» WORK INSTRUCTION
Once you reach the line containing "cannot be flagged" in the entries below, write out that line and each one after it down to the line containing "2), Action::Flag).unwrap().len(), 1);", exactly and with nothing added.

» DATA PROVIDED

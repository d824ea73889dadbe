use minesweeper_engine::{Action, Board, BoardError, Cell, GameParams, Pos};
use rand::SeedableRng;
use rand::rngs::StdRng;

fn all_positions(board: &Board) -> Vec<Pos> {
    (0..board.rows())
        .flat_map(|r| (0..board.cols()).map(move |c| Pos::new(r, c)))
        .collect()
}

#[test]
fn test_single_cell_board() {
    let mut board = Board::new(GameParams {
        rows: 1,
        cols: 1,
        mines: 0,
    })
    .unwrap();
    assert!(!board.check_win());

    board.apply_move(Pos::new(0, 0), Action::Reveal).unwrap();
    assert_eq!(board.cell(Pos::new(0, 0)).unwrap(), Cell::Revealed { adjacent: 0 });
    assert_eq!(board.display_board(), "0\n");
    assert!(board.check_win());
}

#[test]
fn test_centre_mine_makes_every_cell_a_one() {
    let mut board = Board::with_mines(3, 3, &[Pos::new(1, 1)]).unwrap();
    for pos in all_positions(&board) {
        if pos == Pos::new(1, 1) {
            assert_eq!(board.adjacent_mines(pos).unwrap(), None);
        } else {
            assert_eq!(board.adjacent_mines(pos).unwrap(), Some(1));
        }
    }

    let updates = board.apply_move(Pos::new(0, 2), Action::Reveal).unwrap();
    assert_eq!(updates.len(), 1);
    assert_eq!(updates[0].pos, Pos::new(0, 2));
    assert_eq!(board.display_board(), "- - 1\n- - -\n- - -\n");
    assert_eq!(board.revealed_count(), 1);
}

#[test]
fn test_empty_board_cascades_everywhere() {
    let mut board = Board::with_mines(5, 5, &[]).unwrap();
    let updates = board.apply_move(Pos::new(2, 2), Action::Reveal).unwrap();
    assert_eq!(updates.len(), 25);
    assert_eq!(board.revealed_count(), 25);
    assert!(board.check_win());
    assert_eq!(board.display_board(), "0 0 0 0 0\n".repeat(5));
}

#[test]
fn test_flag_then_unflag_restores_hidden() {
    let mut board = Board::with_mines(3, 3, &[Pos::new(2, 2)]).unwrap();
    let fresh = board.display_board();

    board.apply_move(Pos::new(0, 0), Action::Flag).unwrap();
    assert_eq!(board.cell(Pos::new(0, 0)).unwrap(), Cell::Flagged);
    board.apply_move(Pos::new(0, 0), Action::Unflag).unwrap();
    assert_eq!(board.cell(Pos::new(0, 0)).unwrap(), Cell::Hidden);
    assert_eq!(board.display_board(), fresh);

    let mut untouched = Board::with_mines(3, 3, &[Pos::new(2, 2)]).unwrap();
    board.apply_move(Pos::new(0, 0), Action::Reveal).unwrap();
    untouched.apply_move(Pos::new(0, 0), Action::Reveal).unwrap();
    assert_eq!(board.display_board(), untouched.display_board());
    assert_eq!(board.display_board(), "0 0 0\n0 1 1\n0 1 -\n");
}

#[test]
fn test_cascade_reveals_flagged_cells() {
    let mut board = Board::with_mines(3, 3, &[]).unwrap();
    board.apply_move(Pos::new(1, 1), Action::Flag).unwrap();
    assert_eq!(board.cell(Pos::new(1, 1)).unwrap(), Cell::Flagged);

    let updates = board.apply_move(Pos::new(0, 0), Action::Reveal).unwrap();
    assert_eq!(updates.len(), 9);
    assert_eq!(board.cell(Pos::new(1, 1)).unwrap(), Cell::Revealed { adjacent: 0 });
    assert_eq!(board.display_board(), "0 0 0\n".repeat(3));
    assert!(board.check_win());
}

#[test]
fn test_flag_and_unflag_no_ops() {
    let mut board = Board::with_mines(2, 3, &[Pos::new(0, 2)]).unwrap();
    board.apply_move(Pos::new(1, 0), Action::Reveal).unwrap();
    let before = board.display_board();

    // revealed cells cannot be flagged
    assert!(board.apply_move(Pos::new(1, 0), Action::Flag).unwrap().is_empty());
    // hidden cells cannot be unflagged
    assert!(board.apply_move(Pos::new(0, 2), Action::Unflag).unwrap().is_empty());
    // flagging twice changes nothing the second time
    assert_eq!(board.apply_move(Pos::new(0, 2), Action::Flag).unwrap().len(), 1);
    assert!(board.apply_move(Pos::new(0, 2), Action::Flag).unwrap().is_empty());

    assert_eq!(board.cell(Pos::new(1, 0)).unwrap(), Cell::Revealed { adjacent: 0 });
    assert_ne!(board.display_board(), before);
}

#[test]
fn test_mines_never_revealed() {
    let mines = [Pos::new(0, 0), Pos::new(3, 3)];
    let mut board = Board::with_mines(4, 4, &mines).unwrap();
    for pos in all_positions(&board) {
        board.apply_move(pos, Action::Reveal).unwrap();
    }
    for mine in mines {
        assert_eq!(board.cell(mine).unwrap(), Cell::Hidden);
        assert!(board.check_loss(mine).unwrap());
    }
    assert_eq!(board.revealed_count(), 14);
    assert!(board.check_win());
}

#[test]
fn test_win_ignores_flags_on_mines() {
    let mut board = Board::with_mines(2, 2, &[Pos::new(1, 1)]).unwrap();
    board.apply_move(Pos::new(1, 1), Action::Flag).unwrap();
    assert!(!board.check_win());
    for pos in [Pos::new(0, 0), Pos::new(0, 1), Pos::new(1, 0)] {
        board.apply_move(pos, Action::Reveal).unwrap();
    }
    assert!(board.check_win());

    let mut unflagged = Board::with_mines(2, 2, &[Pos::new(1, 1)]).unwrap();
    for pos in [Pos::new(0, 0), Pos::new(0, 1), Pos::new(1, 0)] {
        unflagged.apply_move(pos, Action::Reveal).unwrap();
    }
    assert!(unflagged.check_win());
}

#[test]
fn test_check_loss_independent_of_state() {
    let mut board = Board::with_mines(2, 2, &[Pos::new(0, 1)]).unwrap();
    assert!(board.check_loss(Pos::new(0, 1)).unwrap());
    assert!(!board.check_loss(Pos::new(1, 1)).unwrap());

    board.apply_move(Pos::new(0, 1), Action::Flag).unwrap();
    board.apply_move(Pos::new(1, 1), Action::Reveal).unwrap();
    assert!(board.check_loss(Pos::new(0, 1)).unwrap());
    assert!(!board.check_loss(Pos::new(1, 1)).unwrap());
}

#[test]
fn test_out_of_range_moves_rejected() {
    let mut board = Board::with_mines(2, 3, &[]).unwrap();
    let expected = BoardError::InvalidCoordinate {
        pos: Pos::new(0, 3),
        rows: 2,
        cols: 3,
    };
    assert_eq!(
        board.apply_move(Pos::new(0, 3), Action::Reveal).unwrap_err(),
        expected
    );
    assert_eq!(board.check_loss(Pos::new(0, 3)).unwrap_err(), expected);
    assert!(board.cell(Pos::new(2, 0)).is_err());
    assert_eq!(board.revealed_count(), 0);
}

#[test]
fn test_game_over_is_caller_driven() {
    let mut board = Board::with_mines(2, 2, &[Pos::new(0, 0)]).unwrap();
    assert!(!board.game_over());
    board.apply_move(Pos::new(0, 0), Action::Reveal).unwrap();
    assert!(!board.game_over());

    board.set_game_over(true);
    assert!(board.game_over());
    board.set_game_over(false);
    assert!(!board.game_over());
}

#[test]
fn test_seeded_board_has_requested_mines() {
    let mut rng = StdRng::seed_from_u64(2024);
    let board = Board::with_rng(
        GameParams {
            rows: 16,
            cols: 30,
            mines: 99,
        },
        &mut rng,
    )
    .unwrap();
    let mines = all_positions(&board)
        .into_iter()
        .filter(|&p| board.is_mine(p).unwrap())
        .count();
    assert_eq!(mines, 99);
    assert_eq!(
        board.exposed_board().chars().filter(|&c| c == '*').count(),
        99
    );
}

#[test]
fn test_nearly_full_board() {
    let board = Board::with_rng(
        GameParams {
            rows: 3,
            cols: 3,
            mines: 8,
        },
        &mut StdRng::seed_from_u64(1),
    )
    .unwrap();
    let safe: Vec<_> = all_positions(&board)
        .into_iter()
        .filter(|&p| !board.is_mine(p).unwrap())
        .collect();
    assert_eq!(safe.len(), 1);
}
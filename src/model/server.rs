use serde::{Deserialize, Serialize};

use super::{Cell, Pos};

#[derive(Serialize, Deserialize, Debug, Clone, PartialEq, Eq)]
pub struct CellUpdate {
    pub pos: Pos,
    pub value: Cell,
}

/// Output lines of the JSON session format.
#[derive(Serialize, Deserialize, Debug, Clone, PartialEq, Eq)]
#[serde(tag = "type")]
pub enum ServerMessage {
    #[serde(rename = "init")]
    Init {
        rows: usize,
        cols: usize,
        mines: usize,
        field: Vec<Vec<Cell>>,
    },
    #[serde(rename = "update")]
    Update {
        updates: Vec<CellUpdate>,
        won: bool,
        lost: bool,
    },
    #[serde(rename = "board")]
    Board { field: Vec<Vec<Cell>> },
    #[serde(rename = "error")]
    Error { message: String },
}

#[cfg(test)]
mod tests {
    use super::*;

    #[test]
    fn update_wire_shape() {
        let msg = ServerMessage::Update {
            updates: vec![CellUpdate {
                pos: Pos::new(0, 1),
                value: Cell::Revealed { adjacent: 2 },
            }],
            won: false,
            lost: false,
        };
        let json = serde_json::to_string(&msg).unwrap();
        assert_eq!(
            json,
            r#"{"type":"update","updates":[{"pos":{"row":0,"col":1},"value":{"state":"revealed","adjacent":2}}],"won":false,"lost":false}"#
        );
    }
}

» ANSWER SPACE
    // revealed cells cannot be flagged
    assert!(board.apply_move(Pos::new(1, 0), Action::Flag).unwrap().is_empty());
    // hidden cells cannot be unflagged
    assert!(board.apply_move(Pos::new(0, 2), Action::Unflag).unwrap().is_empty());
    // flagging twice changes nothing the second time
    assert_eq!(board.apply_move(Pos::new(0, 2), Action::Flag).unwrap().len(), 1);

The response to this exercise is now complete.